Saved entries
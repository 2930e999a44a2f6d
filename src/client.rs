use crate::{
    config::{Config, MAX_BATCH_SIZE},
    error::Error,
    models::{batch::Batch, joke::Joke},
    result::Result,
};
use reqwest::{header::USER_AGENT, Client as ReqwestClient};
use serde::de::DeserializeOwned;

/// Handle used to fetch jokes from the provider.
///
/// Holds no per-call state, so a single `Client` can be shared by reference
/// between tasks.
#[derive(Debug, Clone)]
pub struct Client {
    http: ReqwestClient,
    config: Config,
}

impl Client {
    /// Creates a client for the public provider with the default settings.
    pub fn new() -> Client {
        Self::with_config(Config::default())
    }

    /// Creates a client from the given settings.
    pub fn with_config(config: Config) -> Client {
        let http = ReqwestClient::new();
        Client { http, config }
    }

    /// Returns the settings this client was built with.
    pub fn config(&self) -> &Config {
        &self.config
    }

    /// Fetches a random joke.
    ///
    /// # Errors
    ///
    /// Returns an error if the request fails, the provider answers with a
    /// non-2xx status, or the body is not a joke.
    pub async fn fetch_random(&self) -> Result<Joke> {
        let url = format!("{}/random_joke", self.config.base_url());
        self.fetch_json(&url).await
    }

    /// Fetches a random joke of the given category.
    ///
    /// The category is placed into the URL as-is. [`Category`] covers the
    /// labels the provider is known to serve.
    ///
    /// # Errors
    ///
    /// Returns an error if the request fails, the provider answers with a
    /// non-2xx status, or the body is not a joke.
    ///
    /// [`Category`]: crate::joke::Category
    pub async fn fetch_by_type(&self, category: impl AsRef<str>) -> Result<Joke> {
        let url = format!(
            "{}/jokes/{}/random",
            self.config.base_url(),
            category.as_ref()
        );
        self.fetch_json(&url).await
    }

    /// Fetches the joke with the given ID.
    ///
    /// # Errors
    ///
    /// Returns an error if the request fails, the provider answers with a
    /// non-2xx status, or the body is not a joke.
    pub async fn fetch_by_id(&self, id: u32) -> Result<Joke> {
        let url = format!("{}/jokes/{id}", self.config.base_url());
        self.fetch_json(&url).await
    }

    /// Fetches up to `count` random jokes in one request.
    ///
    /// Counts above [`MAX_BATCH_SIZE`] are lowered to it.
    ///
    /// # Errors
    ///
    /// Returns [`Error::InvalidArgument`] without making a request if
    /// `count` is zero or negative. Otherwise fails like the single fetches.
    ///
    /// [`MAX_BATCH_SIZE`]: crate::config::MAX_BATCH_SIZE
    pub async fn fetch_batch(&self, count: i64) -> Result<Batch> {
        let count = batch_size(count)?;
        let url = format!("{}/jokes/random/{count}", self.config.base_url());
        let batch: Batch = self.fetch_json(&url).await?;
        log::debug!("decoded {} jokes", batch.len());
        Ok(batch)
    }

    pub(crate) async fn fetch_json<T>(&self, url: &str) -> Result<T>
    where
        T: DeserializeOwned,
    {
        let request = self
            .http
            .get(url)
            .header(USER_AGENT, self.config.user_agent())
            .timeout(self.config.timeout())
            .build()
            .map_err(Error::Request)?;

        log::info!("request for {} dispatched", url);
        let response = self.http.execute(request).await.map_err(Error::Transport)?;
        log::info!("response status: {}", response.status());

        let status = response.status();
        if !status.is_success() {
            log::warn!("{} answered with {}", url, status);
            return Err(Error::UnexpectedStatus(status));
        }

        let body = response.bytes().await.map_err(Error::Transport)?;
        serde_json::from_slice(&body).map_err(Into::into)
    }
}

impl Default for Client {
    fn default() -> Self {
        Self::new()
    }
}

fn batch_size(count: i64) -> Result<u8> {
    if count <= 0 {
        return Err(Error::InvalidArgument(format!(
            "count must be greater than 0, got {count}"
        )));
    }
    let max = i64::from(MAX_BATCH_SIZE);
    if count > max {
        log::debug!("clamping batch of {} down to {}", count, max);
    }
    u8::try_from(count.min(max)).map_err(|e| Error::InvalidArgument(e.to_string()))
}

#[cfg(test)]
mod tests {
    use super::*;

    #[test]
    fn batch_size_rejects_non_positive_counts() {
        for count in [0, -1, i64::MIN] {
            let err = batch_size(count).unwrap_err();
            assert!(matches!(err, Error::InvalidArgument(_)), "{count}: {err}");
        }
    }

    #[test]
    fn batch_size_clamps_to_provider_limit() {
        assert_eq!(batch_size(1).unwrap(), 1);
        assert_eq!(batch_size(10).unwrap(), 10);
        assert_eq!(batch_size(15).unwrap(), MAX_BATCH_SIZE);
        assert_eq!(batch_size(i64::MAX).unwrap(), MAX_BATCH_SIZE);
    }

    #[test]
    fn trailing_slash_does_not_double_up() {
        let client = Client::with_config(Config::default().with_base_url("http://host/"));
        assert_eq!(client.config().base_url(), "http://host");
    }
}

**EXERCISE GOAL**
A complete answer gives every line of the data that includes "format".

**COMPLETED TASK**
        let url = format!("{}/random_joke", self.config.base_url());
        let url = format!(
        let url = format!("{}/jokes/{id}", self.config.base_url());
        let url = format!("{}/jokes/random/{count}", self.config.base_url());
        return Err(Error::InvalidArgument(format!(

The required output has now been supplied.